■ TASK DESCRIPTION
Taking the lines below one at a time, count those with the string "unwrap" and give the result alone.

■ SUPPLIED DATA

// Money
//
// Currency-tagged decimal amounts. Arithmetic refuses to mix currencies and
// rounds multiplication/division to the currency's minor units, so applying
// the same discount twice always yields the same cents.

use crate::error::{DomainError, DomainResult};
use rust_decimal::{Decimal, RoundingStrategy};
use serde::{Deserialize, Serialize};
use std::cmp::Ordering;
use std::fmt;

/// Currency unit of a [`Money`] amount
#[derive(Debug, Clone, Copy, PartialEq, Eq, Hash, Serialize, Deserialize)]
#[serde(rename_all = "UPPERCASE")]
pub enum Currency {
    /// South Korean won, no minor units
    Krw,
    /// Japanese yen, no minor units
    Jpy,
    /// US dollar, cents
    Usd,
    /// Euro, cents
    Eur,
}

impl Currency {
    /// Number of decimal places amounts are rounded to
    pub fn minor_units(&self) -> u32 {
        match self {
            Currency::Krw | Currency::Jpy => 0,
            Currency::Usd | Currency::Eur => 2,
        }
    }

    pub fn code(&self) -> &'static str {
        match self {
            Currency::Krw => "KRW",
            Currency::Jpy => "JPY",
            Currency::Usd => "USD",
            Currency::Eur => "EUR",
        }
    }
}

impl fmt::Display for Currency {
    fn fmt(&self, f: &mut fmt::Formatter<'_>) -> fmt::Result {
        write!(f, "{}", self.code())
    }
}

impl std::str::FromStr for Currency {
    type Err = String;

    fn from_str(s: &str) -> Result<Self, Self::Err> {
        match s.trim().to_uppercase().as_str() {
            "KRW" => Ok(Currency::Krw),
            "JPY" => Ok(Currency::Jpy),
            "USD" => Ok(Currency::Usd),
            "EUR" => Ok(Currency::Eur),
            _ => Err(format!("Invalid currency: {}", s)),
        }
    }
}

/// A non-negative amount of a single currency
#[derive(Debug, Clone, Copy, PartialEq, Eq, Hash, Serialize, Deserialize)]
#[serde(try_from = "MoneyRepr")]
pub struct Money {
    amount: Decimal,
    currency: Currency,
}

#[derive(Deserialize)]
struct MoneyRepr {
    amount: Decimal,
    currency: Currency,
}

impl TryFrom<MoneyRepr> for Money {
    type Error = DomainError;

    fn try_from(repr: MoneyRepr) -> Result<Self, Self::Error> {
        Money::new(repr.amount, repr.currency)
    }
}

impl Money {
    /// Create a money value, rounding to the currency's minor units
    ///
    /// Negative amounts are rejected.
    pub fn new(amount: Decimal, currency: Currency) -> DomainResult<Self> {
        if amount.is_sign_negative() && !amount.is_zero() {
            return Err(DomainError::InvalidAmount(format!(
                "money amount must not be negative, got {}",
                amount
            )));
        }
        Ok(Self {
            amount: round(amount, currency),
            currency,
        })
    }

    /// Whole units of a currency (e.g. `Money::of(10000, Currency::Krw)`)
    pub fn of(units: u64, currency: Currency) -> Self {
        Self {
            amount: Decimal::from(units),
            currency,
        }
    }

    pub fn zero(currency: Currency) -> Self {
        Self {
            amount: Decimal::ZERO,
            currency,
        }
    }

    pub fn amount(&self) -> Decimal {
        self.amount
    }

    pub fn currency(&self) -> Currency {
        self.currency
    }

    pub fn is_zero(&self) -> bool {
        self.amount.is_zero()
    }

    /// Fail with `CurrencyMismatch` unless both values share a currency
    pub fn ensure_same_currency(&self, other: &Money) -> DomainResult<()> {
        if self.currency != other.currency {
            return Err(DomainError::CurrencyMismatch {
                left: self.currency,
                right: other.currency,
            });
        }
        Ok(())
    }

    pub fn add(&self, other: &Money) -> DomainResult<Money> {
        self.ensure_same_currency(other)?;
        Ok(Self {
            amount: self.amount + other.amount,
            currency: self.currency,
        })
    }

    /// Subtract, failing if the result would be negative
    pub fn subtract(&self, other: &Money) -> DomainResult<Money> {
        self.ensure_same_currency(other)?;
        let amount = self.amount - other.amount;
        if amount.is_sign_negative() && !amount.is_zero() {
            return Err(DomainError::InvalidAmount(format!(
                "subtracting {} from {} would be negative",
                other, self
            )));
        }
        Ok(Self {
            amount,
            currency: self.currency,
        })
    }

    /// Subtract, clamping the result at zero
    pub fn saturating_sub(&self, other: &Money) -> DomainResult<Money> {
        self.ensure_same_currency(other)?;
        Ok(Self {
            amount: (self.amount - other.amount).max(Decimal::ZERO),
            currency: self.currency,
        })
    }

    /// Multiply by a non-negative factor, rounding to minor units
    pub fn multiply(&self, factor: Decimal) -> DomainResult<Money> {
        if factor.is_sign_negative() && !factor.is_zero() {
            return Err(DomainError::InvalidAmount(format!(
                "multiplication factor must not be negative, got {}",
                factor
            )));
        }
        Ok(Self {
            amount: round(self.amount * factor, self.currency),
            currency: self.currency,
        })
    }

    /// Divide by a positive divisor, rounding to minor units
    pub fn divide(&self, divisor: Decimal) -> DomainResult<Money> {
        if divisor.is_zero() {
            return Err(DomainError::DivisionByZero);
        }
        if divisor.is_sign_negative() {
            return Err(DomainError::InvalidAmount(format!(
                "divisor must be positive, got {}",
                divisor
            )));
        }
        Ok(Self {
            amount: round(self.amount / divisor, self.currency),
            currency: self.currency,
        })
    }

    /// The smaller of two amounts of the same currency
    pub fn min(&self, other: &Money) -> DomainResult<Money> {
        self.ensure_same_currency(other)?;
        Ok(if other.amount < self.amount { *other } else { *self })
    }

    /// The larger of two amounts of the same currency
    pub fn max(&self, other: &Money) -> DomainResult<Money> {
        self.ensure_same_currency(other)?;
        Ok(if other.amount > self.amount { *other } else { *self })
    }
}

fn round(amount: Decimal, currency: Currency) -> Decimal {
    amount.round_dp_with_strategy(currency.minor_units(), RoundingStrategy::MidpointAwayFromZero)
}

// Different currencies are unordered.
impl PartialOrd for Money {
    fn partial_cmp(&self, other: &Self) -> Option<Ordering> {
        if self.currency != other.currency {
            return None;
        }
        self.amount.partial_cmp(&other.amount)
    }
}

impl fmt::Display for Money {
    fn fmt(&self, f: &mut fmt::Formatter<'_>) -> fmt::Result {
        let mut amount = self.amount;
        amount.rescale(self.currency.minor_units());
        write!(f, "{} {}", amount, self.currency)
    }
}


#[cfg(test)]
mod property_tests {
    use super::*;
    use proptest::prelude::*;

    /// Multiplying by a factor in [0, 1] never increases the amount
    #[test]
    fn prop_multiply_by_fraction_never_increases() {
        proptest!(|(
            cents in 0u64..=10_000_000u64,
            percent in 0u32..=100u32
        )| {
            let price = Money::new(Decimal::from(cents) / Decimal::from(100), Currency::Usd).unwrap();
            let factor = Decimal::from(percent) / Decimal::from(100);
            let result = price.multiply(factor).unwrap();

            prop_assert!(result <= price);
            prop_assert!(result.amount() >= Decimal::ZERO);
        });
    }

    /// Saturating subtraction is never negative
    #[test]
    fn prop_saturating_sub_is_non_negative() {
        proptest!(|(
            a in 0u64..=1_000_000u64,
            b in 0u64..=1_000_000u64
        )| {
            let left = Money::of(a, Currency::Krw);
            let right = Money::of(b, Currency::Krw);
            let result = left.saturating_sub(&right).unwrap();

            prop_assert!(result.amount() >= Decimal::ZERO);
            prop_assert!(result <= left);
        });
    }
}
--
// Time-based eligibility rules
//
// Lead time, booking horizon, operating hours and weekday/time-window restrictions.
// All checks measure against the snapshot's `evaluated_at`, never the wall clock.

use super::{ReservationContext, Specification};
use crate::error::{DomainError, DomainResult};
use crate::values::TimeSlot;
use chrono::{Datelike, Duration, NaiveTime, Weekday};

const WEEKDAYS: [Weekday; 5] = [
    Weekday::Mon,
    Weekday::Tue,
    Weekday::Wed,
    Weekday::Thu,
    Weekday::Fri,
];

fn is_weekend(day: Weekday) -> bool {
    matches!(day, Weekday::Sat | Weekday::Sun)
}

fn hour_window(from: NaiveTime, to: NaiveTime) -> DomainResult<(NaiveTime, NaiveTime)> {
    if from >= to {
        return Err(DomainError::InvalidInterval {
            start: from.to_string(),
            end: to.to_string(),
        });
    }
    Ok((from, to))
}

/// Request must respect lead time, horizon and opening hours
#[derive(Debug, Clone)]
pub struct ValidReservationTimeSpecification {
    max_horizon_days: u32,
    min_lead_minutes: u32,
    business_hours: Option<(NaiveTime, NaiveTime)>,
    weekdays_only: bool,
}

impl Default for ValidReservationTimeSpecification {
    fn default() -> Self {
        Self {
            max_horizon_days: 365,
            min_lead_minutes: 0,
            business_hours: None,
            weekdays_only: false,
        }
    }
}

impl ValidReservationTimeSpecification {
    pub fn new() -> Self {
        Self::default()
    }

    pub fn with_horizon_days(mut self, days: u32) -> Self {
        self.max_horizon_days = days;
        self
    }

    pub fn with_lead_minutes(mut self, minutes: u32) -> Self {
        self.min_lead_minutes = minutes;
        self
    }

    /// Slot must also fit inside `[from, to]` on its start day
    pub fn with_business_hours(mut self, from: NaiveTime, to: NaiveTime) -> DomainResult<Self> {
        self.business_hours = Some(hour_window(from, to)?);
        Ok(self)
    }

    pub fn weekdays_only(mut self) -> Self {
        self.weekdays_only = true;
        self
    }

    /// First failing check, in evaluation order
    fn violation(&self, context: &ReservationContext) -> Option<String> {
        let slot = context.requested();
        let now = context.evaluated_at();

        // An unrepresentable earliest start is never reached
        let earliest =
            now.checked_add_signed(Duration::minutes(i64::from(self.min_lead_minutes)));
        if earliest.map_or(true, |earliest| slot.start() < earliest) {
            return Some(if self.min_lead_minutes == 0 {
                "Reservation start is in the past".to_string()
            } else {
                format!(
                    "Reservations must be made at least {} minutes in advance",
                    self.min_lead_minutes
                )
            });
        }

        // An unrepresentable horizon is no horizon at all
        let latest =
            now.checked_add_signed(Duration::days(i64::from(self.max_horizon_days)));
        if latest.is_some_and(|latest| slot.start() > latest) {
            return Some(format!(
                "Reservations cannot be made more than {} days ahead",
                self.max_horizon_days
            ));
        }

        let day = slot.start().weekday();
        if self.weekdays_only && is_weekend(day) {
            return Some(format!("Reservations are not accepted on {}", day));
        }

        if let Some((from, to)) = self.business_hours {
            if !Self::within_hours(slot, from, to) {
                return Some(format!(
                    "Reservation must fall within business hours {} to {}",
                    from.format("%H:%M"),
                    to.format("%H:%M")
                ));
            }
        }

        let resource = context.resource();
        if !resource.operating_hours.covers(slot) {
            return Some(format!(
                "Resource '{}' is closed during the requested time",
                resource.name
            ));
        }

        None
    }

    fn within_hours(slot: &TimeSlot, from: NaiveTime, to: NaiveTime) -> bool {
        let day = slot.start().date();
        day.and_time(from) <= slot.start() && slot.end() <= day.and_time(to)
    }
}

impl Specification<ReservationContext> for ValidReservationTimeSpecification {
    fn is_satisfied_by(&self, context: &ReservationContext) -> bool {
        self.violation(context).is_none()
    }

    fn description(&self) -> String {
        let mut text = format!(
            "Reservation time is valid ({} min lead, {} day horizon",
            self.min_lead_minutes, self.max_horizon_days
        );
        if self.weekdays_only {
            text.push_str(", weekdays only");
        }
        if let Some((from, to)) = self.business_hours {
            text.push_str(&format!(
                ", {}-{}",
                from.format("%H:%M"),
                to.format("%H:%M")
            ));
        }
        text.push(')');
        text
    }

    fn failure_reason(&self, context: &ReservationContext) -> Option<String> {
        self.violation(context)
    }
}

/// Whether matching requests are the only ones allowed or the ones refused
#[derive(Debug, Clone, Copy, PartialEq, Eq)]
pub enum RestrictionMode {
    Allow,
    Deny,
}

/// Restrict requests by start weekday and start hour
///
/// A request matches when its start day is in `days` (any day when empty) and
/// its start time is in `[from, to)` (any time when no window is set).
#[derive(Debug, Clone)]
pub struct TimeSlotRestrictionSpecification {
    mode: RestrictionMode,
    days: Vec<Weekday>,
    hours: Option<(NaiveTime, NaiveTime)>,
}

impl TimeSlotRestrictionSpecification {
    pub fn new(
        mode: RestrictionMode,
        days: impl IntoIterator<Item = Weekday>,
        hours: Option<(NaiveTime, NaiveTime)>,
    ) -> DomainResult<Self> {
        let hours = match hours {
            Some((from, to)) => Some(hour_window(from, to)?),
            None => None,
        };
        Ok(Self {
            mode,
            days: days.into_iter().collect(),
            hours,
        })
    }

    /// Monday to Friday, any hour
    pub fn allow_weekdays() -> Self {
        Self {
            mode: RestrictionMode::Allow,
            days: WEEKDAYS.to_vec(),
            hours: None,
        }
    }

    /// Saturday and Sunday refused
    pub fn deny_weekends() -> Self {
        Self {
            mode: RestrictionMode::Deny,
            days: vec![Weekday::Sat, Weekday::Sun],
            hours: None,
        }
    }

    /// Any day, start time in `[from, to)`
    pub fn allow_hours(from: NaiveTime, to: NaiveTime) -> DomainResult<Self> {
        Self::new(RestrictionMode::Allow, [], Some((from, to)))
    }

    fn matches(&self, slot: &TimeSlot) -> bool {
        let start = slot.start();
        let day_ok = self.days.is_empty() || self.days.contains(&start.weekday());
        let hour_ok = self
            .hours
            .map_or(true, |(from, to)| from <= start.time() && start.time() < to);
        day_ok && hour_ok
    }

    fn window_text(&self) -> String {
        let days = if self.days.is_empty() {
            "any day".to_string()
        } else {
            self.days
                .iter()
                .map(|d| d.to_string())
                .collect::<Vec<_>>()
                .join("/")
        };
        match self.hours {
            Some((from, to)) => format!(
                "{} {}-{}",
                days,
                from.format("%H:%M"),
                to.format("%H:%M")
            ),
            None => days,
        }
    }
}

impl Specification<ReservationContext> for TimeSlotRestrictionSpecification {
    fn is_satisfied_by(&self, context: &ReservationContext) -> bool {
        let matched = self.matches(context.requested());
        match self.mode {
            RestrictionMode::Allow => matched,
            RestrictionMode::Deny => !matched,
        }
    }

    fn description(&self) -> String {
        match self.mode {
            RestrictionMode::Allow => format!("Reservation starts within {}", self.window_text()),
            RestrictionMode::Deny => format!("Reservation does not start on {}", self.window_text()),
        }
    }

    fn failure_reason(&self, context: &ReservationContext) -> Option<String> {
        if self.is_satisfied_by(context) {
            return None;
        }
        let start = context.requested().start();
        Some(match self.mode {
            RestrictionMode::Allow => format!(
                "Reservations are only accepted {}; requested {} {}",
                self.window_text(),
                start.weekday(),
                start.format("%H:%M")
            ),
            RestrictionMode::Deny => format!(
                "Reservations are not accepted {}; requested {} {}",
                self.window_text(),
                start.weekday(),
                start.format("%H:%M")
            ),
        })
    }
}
---
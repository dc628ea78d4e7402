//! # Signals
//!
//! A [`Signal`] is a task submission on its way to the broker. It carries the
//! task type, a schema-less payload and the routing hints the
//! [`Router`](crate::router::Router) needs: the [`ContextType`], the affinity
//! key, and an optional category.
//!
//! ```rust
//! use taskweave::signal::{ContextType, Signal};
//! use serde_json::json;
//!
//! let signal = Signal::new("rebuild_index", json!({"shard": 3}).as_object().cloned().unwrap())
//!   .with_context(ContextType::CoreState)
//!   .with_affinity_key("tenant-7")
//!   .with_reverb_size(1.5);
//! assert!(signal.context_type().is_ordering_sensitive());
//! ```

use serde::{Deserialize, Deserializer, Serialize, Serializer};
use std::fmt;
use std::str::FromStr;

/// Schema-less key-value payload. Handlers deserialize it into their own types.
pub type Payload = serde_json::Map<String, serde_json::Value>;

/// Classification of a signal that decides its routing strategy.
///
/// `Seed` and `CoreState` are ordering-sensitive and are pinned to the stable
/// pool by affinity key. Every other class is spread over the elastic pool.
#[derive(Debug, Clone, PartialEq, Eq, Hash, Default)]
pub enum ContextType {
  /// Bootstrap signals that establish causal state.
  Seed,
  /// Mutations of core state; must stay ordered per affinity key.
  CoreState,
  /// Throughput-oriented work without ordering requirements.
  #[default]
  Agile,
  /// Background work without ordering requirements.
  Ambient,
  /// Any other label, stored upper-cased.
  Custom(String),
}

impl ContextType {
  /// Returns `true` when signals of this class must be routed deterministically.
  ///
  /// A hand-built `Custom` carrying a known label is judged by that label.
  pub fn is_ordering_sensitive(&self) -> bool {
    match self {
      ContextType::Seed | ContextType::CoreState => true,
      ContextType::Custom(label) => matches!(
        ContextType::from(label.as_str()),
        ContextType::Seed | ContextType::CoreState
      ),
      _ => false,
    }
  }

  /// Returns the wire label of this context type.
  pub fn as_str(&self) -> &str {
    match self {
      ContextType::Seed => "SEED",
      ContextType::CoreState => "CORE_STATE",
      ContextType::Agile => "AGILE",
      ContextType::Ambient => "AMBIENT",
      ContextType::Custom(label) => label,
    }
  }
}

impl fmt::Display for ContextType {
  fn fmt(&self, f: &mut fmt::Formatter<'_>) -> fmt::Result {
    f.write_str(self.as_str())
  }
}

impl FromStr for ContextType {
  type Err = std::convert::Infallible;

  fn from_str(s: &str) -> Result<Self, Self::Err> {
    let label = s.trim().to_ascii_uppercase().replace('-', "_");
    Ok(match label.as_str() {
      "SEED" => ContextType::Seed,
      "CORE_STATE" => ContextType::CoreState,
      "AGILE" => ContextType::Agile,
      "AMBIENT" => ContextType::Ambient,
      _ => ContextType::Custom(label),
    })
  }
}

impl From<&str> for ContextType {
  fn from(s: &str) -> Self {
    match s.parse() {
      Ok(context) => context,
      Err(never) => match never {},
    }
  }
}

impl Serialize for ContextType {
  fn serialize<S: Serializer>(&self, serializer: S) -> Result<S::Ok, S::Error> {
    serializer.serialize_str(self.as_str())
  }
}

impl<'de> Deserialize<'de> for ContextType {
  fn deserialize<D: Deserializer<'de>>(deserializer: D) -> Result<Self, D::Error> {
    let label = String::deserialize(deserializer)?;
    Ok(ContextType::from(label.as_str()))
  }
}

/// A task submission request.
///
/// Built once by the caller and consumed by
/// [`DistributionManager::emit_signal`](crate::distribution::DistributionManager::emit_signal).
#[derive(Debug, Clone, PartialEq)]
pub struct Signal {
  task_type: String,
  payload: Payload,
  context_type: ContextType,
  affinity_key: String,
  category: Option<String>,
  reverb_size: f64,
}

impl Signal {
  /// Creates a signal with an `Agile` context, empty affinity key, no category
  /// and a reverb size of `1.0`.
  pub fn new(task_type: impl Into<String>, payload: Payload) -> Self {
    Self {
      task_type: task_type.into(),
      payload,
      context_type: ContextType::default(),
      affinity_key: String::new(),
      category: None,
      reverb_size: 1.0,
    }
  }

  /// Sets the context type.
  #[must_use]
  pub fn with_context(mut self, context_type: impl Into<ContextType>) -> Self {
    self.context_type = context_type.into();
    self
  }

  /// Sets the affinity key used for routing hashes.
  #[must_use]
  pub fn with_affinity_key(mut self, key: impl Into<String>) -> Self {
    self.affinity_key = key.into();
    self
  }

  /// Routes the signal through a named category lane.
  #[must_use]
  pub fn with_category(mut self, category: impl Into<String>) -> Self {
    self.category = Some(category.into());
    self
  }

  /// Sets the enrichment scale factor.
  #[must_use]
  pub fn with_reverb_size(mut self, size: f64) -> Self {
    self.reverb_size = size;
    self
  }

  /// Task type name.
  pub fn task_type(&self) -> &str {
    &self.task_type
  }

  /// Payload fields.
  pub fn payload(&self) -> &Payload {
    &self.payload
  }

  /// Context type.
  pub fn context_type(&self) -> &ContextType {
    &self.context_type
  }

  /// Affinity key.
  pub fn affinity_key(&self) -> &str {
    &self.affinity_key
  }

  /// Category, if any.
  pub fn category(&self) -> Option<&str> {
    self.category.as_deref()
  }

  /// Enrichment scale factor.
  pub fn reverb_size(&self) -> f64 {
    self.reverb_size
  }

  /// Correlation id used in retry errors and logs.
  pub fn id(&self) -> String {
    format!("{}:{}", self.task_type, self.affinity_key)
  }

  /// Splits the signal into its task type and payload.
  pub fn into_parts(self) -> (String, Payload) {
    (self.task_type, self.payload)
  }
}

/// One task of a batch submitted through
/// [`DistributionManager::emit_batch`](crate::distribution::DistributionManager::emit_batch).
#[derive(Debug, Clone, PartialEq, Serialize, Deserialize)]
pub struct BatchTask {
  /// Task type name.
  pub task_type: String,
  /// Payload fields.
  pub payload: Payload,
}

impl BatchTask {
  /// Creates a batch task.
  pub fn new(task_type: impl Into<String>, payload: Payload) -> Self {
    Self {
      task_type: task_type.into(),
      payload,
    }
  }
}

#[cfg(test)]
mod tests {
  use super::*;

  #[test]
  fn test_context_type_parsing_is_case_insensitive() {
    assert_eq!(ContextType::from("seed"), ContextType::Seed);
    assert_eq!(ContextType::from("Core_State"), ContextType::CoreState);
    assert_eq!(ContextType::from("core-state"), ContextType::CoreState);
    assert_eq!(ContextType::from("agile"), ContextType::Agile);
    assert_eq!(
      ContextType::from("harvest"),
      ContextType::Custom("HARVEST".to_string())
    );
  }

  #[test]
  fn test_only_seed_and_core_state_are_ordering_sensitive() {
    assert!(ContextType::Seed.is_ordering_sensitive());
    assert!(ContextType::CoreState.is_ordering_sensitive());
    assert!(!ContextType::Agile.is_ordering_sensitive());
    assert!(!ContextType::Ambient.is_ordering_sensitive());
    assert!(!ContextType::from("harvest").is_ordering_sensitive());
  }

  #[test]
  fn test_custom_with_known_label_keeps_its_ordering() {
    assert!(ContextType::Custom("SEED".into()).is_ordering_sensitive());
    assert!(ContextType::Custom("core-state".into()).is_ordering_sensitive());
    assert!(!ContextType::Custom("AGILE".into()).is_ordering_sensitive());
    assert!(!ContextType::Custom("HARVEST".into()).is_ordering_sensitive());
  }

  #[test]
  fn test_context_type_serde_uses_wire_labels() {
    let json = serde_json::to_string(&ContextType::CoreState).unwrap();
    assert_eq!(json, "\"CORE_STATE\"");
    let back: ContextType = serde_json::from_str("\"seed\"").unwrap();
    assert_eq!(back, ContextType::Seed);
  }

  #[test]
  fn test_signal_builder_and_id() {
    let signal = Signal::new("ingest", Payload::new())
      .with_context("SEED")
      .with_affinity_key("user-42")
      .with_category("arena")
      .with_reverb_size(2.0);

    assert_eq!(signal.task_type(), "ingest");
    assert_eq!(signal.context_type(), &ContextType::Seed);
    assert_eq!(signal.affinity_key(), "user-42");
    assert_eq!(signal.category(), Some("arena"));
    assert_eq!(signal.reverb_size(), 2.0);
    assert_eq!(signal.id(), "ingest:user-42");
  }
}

■ EXERCISE ANSWER
6